The intersection of the two groupings is represented by edge 1416.
As discussed herein, the number of shared member patients of the
two groupings may be represented in any number of ways including
color of the interconnection, color of the groupings, size of the
interconnection, size of the groupings, animations of the
interconnection, animations of the groupings, brightness, or the
like. In some embodiments, the number and/or identifiers of shared
member patients of the two groupings may be available if the user
interacts with the groupings 1414 and/or 1418 (e.g., draws a box
around the two groupings and the interconnection utilizing an input
device such as a mouse).
[0222] In various embodiments, a physician, on obtaining some data
on a breast tumor, direct the data to an analysis server (e.g.,
analysis server 108 over a network such as the Internet) which may
localize the patient relative to one or more groupings on the
cancer map visualization 1400. The context of the cancer map
visualization 1400 may enable the physician to assess various
possible outcomes (e.g., proximity of representation of new patient
to the different associations of clinical outcomes).

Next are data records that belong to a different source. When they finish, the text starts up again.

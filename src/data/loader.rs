//! CSV Data Loader Module
//! Handles CSV file loading and schema validation using Polars.

use super::columns;
use super::{DataError, Dataset, Preprocessor};
use log::info;
use polars::prelude::*;
use std::path::Path;

/// Loads the EV population CSV into a cleaned [`Dataset`].
///
/// Loading happens once at process start; the resulting dataset is
/// read-only and shared by all chart builds.
pub struct DatasetLoader;

impl DatasetLoader {
    /// Load and preprocess a CSV file.
    ///
    /// Fails with [`DataError::DataUnavailable`] if the file is missing or
    /// unreadable and [`DataError::SchemaMismatch`] if required columns are
    /// absent. Malformed individual values never fail the load; they are
    /// coerced to null / 0 / "Unknown" by the preprocessor.
    pub fn load(path: impl AsRef<Path>) -> Result<Dataset, DataError> {
        let path = path.as_ref();
        if let Err(e) = std::fs::metadata(path) {
            return Err(DataError::DataUnavailable {
                path: path.to_path_buf(),
                reason: e.to_string(),
            });
        }

        info!("loading dataset from {}", path.display());

        // Lazy scan for memory efficiency, then collect
        let df = LazyCsvReader::new(path)
            .with_infer_schema_length(Some(10000))
            .with_ignore_errors(true)
            .finish()
            .and_then(|lazy| lazy.collect())
            .map_err(|e| DataError::DataUnavailable {
                path: path.to_path_buf(),
                reason: e.to_string(),
            })?;

        Self::validate_schema(&df)?;

        let df = Preprocessor::preprocess(df)?;
        info!("loaded {} vehicle records", df.height());

        Dataset::from_frame(df)
    }

    /// Check that every required column is present.
    fn validate_schema(df: &DataFrame) -> Result<(), DataError> {
        let names: Vec<String> = df
            .get_column_names()
            .iter()
            .map(|s| s.to_string())
            .collect();

        let missing: Vec<String> = columns::REQUIRED
            .iter()
            .filter(|required| !names.iter().any(|n| n == *required))
            .map(|required| required.to_string())
            .collect();

        if missing.is_empty() {
            Ok(())
        } else {
            Err(DataError::SchemaMismatch { missing })
        }
    }
}
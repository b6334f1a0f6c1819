use serde_json::{Map, Value};

/// Merges `patch` into `target`. Objects merge key by key; arrays, scalars and null replace.
pub fn deep_merge(target: &mut Value, patch: &Value) {
    match (target, patch) {
        (Value::Object(target), Value::Object(patch)) => merge_objects(target, patch),
        (target, patch) => *target = patch.clone(),
    }
}

fn merge_objects(target: &mut Map<String, Value>, patch: &Map<String, Value>) {
    for (key, value) in patch {
        match target.get_mut(key) {
            Some(existing) if existing.is_object() && value.is_object() => {
                deep_merge(existing, value);
            }
            _ => {
                target.insert(key.clone(), value.clone());
            }
        }
    }
}
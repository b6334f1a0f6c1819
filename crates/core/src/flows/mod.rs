pub mod engine;
pub mod states;

pub use engine::{FlowDefinition, FlowEngine, FlowTransitionError};
pub use states::{FlowType, NavigationDirection, NavigationOutcome};
pub mod bootstrap;
pub mod cache;
pub mod connection;
pub mod migrations;
pub mod repositories;
pub mod sync;

pub use bootstrap::{
    open_order_service, BootstrapError, ConfiguredOrderService, ConfiguredRemoteStore,
};
pub use cache::{FileLocalCache, InMemoryLocalCache, LocalCache, LocalEnvelope, VersionedCache};
pub use connection::{connect_remote, connect_with_settings, DbPool};
pub use repositories::{
    InMemoryRemoteStore, RemoteOrderRecord, RemoteOrderStore, RepositoryError,
    SqlRemoteOrderStore,
};
pub use sync::{ChangeSource, OrderStateEvent, OrderStateService, SyncOptions};
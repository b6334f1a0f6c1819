use std::collections::BTreeMap;

use serde::{Deserialize, Serialize};

use crate::domain::product::Variant;

pub const NO_DIP: &str = "no-dip";

/// Per-step selection; the shape follows the step's type.
#[derive(Clone, Debug, PartialEq, Eq, Serialize, Deserialize)]
#[serde(tag = "kind", content = "value", rename_all = "snake_case")]
pub enum SelectionValue {
    Choice(String),
    Choices(Vec<String>),
    Quantities(BTreeMap<String, u32>),
    NoDip,
}

impl SelectionValue {
    /// Single-equality contract used by skip rules. Lists and quantity maps never match.
    pub fn equals(&self, value: &str) -> bool {
        match self {
            Self::Choice(choice) => choice == value,
            Self::NoDip => value == NO_DIP,
            Self::Choices(_) | Self::Quantities(_) => false,
        }
    }

    pub fn selection_count(&self) -> usize {
        match self {
            Self::Choice(_) => 1,
            Self::Choices(choices) => choices.len(),
            Self::Quantities(quantities) => {
                quantities.values().fold(0_usize, |total, quantity| {
                    total.saturating_add(*quantity as usize)
                })
            }
            Self::NoDip => 0,
        }
    }

    pub fn total_quantity(&self) -> u32 {
        match self {
            Self::Quantities(quantities) => {
                quantities.values().fold(0_u32, |total, quantity| total.saturating_add(*quantity))
            }
            _ => 0,
        }
    }
}

#[derive(Clone, Debug, Default, PartialEq, Eq, Serialize, Deserialize)]
pub struct Selections {
    #[serde(default, skip_serializing_if = "Option::is_none")]
    pub variant: Option<Variant>,
    #[serde(default)]
    pub steps: BTreeMap<String, SelectionValue>,
}

impl Selections {
    pub fn get(&self, step_id: &str) -> Option<&SelectionValue> {
        self.steps.get(step_id)
    }

    pub fn set(&mut self, step_id: impl Into<String>, value: SelectionValue) {
        self.steps.insert(step_id.into(), value);
    }

    pub fn clear(&mut self, step_id: &str) -> Option<SelectionValue> {
        self.steps.remove(step_id)
    }

    /// Whether `key` currently holds `value`. The reserved `variant` key compares against the
    /// selected variant's id.
    pub fn key_equals(&self, key: &str, value: &str) -> bool {
        if key == "variant" {
            return self.variant.as_ref().is_some_and(|variant| variant.id == value);
        }
        self.steps.get(key).is_some_and(|selection| selection.equals(value))
    }

    pub fn quantities(&self, step_id: &str) -> Option<&BTreeMap<String, u32>> {
        match self.steps.get(step_id) {
            Some(SelectionValue::Quantities(quantities)) => Some(quantities),
            _ => None,
        }
    }
}
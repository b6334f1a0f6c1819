//! Bundled sample menu used by the operator demo and by tests.

use rust_decimal::Decimal;

use crate::configurator::steps::{ProductConfig, StepConfig, StepType};
use crate::configurator::pricing::CONFIGURABLE_ENTREE;
use crate::domain::order::SelectedPackage;
use crate::domain::product::{Catalog, CatalogItem, ProductData, ProductId, Variant};

pub const WINGS: &str = "wings";
pub const CATERING_BOX: &str = "catering-box";

#[derive(Clone, Debug, PartialEq, Eq)]
pub struct SampleProduct {
    pub product: ProductData,
    pub config: ProductConfig,
}

pub fn sample_product(key: &str) -> Option<SampleProduct> {
    match key {
        WINGS => Some(SampleProduct { product: wings_product(), config: wings_config() }),
        CATERING_BOX => {
            Some(SampleProduct { product: catering_box_product(), config: catering_box_config() })
        }
        _ => None,
    }
}

pub fn sample_catalog() -> Catalog {
    Catalog::default()
        .with_collection(
            "styles",
            vec![
                item("tossed", "Tossed", 0),
                item("dry-rub", "Dry Rub", 0),
                item("plain", "Plain", 0),
            ],
        )
        .with_collection(
            "sauces",
            vec![
                item("buffalo", "Buffalo", 0),
                item("garlic-parm", "Garlic Parmesan", 0),
                item("honey-bbq", "Honey BBQ", 0),
                item("mango-habanero", "Mango Habanero", 0),
                item("lemon-pepper", "Lemon Pepper", 0),
            ],
        )
        .with_collection(
            "dips",
            vec![item("ranch", "Ranch", 0), item("blue-cheese", "Blue Cheese", 0)],
        )
        .with_collection(
            "sides",
            vec![
                CatalogItem { category: Some("sides".to_string()), ..item("fries", "Fries", 299) },
                CatalogItem {
                    category: Some("sides".to_string()),
                    ..item("celery", "Celery & Carrots", 149)
                },
            ],
        )
        .with_collection(
            "proteins",
            vec![
                item("bone-in", "Bone-In Wings", 0),
                item("boneless", "Boneless Wings", 0),
                item("tenders", "Chicken Tenders", 0),
            ],
        )
}

pub fn catering_packages() -> Vec<SelectedPackage> {
    vec![
        SelectedPackage {
            id: "game-day".to_string(),
            name: "Game Day Spread".to_string(),
            price_per_person: Decimal::new(1299, 2),
        },
        SelectedPackage {
            id: "office-lunch".to_string(),
            name: "Office Lunch".to_string(),
            price_per_person: Decimal::new(1099, 2),
        },
    ]
}

pub fn wings_product() -> ProductData {
    ProductData {
        id: ProductId("traditional-wings".to_string()),
        name: "Traditional Wings".to_string(),
        product_type: CONFIGURABLE_ENTREE.to_string(),
        base_price: Decimal::new(699, 2),
        variants: vec![
            variant("bone-in-6", "6 Bone-In", 699, 6),
            variant("bone-in-12", "12 Bone-In", 1214, 12),
            variant("bone-in-24", "24 Bone-In", 2299, 24),
        ],
    }
}

pub fn wings_config() -> ProductConfig {
    ProductConfig {
        product_type: CONFIGURABLE_ENTREE.to_string(),
        customization_flow: vec![
            StepConfig::new("size", StepType::VariantSelector, "Size").required(),
            StepConfig::new("style", StepType::SingleChoice, "Style")
                .required()
                .from_source("styles"),
            StepConfig::new("sauces", StepType::MultiChoice, "Sauces")
                .required()
                .with_limits(Some(1), Some(3))
                .from_source("sauces")
                .skip_when("style", "plain"),
            StepConfig::new("dips", StepType::IncludedDips, "Dips")
                .required()
                .with_limits(None, Some(2))
                .from_source("dips"),
            StepConfig::new("extra-sauce", StepType::OptionalAddons, "Extra Sauce")
                .from_source("sauces")
                .priced_per_item(Decimal::new(99, 2)),
            StepConfig::new("extra-dip", StepType::OptionalAddons, "Extra Dip")
                .from_source("dips")
                .priced_per_item(Decimal::new(75, 2)),
            StepConfig::new("sides", StepType::OptionalAddons, "Sides")
                .from_source("sides")
                .priced_from_catalog(),
            StepConfig::new("review", StepType::Review, "Review"),
        ],
    }
}

pub fn catering_box_product() -> ProductData {
    ProductData {
        id: ProductId("catering-box".to_string()),
        name: "Catering Box".to_string(),
        product_type: CONFIGURABLE_ENTREE.to_string(),
        base_price: Decimal::new(8999, 2),
        variants: vec![
            variant("box-10", "Serves 10", 8999, 10),
            variant("box-20", "Serves 20", 16_999, 20),
        ],
    }
}

pub fn catering_box_config() -> ProductConfig {
    ProductConfig {
        product_type: CONFIGURABLE_ENTREE.to_string(),
        customization_flow: vec![
            StepConfig::new("size", StepType::VariantSelector, "Size").required(),
            StepConfig::new("protein", StepType::SingleChoice, "Protein")
                .required()
                .from_source("proteins"),
            StepConfig::new("sauces", StepType::MultiChoice, "Sauces")
                .required()
                .with_limits(Some(1), Some(2))
                .from_source("sauces"),
            StepConfig::new("dips", StepType::IncludedDips, "Dips")
                .required()
                .with_limits(None, Some(4))
                .from_source("dips"),
            StepConfig::new("review", StepType::Review, "Review"),
        ],
    }
}

fn item(id: &str, name: &str, cents: i64) -> CatalogItem {
    CatalogItem {
        id: id.to_string(),
        name: name.to_string(),
        base_price: Decimal::new(cents, 2),
        category: None,
    }
}

fn variant(id: &str, name: &str, cents: i64, count: u32) -> Variant {
    Variant {
        id: id.to_string(),
        name: name.to_string(),
        price: Decimal::new(cents, 2),
        count: Some(count),
    }
}
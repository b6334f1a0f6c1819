use std::collections::HashMap;
use std::sync::atomic::{AtomicUsize, Ordering};

use tokio::sync::{broadcast, RwLock};

use platter_core::flows::FlowType;

use super::{RemoteOrderRecord, RemoteOrderStore, RepositoryError, CHANGE_FEED_CAPACITY};

pub struct InMemoryRemoteStore {
    records: RwLock<HashMap<(FlowType, String), RemoteOrderRecord>>,
    changes: broadcast::Sender<RemoteOrderRecord>,
    upserts: AtomicUsize,
}

impl Default for InMemoryRemoteStore {
    fn default() -> Self {
        let (changes, _) = broadcast::channel(CHANGE_FEED_CAPACITY);
        Self { records: RwLock::new(HashMap::new()), changes, upserts: AtomicUsize::new(0) }
    }
}

impl InMemoryRemoteStore {
    /// Number of upserts accepted so far.
    pub fn upsert_count(&self) -> usize {
        self.upserts.load(Ordering::SeqCst)
    }
}

#[async_trait::async_trait]
impl RemoteOrderStore for InMemoryRemoteStore {
    async fn fetch(
        &self,
        flow_type: FlowType,
        identity: &str,
    ) -> Result<Option<RemoteOrderRecord>, RepositoryError> {
        let records = self.records.read().await;
        Ok(records.get(&(flow_type, identity.to_string())).cloned())
    }

    async fn upsert(&self, record: RemoteOrderRecord) -> Result<(), RepositoryError> {
        {
            let mut records = self.records.write().await;
            records.insert((record.flow_type, record.identity.clone()), record.clone());
        }
        self.upserts.fetch_add(1, Ordering::SeqCst);
        // No subscribers is not an error.
        let _ = self.changes.send(record);
        Ok(())
    }

    fn subscribe(&self) -> broadcast::Receiver<RemoteOrderRecord> {
        self.changes.subscribe()
    }
}

#[cfg(test)]
mod tests {
    use chrono::Utc;

    use platter_core::domain::order::OrderState;
    use platter_core::flows::FlowType;

    use crate::repositories::{InMemoryRemoteStore, RemoteOrderRecord, RemoteOrderStore};

    fn record(identity: &str, guest_count: u32) -> RemoteOrderRecord {
        let mut state = OrderState::new(FlowType::Catering);
        state.guest_count = guest_count;
        RemoteOrderRecord {
            flow_type: FlowType::Catering,
            identity: identity.to_string(),
            version: 1,
            state,
            updated_at: Utc::now(),
        }
    }

    #[tokio::test]
    async fn upsert_replaces_and_publishes() {
        let store = InMemoryRemoteStore::default();
        let mut changes = store.subscribe();

        store.upsert(record("user-1", 12)).await.expect("first upsert");
        store.upsert(record("user-1", 30)).await.expect("second upsert");

        let stored = store.fetch(FlowType::Catering, "user-1").await.expect("fetch");
        assert_eq!(stored.map(|record| record.state.guest_count), Some(30));
        assert_eq!(store.upsert_count(), 2);

        assert_eq!(changes.recv().await.expect("first change").state.guest_count, 12);
        assert_eq!(changes.recv().await.expect("second change").state.guest_count, 30);
    }

    #[tokio::test]
    async fn records_are_keyed_by_flow_and_identity() {
        let store = InMemoryRemoteStore::default();
        store.upsert(record("user-1", 12)).await.expect("upsert");

        assert!(store.fetch(FlowType::Catering, "user-2").await.expect("fetch").is_none());
        assert!(store.fetch(FlowType::OnlineOrder, "user-1").await.expect("fetch").is_none());
    }
}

[0223] FIG. 15 is a flowchart of for positioning new patient data
relative to a cancer map visualization in some embodiments. In step
1502, new biological data of a new patient is received. In various
embodiments, an input module 214 of an analysis server (e.g.,
analysis server 108 of FIGS. 1 and 2) may receive biological data
of a new patient from a physician or medical facility that
performed analysis of one or more samples to generate the
biological data. The biological data may be any data that
represents a biological data of the new patient including, for
example, gene expressions, sequencing information, or the like.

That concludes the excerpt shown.